Investigation of Work Zone Travel Time Reliability Using Private-Sector Data
Fontaine, Michael Daniel; Edwards, Matthew
The impact of work zones on mean travel time and travel reliability has gained increasing attention as agencies focus on performance measurement. Work zone travel time reliability has often been difficult for agencies to quantify due to the time and expense required to collect travel time data. Recently, several private sector companies have begun selling travel time data, creating an opportunity to cost-effectively examine work zone impacts on travel time reliability on a broader basis.

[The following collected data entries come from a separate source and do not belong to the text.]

//! Error types for the transport layer.
//!
//! Every variant carries the URL it concerns so failures can be attributed to
//! a specific request once they surface in a download outcome.

use std::time::Duration;

use thiserror::Error;

/// Boxed lower-level cause, independent of the HTTP backend.
pub type BoxError = Box<dyn std::error::Error + Send + Sync>;

/// Errors that can occur while issuing a request or reading its body.
#[derive(Debug, Error)]
pub enum TransportError {
    /// Network-level error (DNS resolution, connection reset, TLS errors, etc.)
    #[error("network error requesting {url}: {source}")]
    Network {
        /// The URL being requested.
        url: String,
        /// The underlying error.
        #[source]
        source: BoxError,
    },

    /// A single attempt exceeded its deadline.
    #[error("timeout after {}ms requesting {url}", after.as_millis())]
    Timeout {
        /// The URL being requested.
        url: String,
        /// The deadline that expired.
        after: Duration,
    },

    /// The session was cancelled while the request was pending.
    #[error("request to {url} cancelled")]
    Cancelled {
        /// The URL being requested.
        url: String,
    },

    /// Non-success response where a success was required.
    #[error("HTTP {status} requesting {url}")]
    HttpStatus {
        /// The URL that returned the status.
        url: String,
        /// The HTTP status code.
        status: u16,
        /// Reason phrase, if one was available.
        reason: Option<String>,
    },

    /// The URL could not be built or resolved.
    #[error("invalid URL: {url}")]
    InvalidUrl {
        /// The offending URL text.
        url: String,
    },

    /// Redirects did not settle within the hop limit.
    #[error("too many redirects ({hops}) starting from {url}")]
    RedirectLoop {
        /// The URL the chain started from.
        url: String,
        /// Number of hops followed before giving up.
        hops: usize,
    },

    /// The HTTP backend could not be constructed.
    #[error("failed to build HTTP client: {source}")]
    ClientBuild {
        /// The underlying error.
        #[source]
        source: BoxError,
    },
}

impl TransportError {
    /// Creates a network error.
    pub fn network(url: impl Into<String>, source: impl Into<BoxError>) -> Self {
        Self::Network {
            url: url.into(),
            source: source.into(),
        }
    }

    /// Creates a timeout error.
    pub fn timeout(url: impl Into<String>, after: Duration) -> Self {
        Self::Timeout {
            url: url.into(),
            after,
        }
    }

    /// Creates a cancellation error.
    pub fn cancelled(url: impl Into<String>) -> Self {
        Self::Cancelled { url: url.into() }
    }

    /// Creates an HTTP status error.
    pub fn http_status(url: impl Into<String>, status: u16, reason: Option<String>) -> Self {
        Self::HttpStatus {
            url: url.into(),
            status,
            reason,
        }
    }

    /// Creates an invalid URL error.
    pub fn invalid_url(url: impl Into<String>) -> Self {
        Self::InvalidUrl { url: url.into() }
    }

    /// Creates a redirect loop error.
    pub fn redirect_loop(url: impl Into<String>, hops: usize) -> Self {
        Self::RedirectLoop {
            url: url.into(),
            hops,
        }
    }

    /// Creates a client construction error.
    pub fn client_build(source: impl Into<BoxError>) -> Self {
        Self::ClientBuild {
            source: source.into(),
        }
    }

    /// Returns true for [`TransportError::Timeout`].
    #[must_use]
    pub fn is_timeout(&self) -> bool {
        matches!(self, Self::Timeout { .. })
    }

    /// Returns true for [`TransportError::Cancelled`].
    #[must_use]
    pub fn is_cancelled(&self) -> bool {
        matches!(self, Self::Cancelled { .. })
    }
}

The Virginia Department of Transportation recently acquired probe vehicle-based travel time data for 2010 from a private sector data provider. These data were used to calculate travel time reliability measures at 15 work zones and examine factors that impacted travel time reliability. Travel time reliability was quantified by using the 95th percentile travel time, buffer index, and planning time index. The work zones saw a statistically significant degradation across all travel time reliability measures as compared to baseline conditions. The mean buffer index, planning time index, and 95th percentile travel time rate were higher by 48%, 18%, and 16%, respectively. Work zones involving lane closures experienced increases in mean buffer index, planning time index, and 95th percentile travel time rate of 67%, 23%, and 22%, respectively, despite occurring during off peak periods. Annual average daily traffic per lane and the number of access points per mile were found to have the most obvious relationships with declines in reliability at work zones.
Presented at the 91st Annual Meeting of the Transportation Research Board, January 2012, Washington, D.C.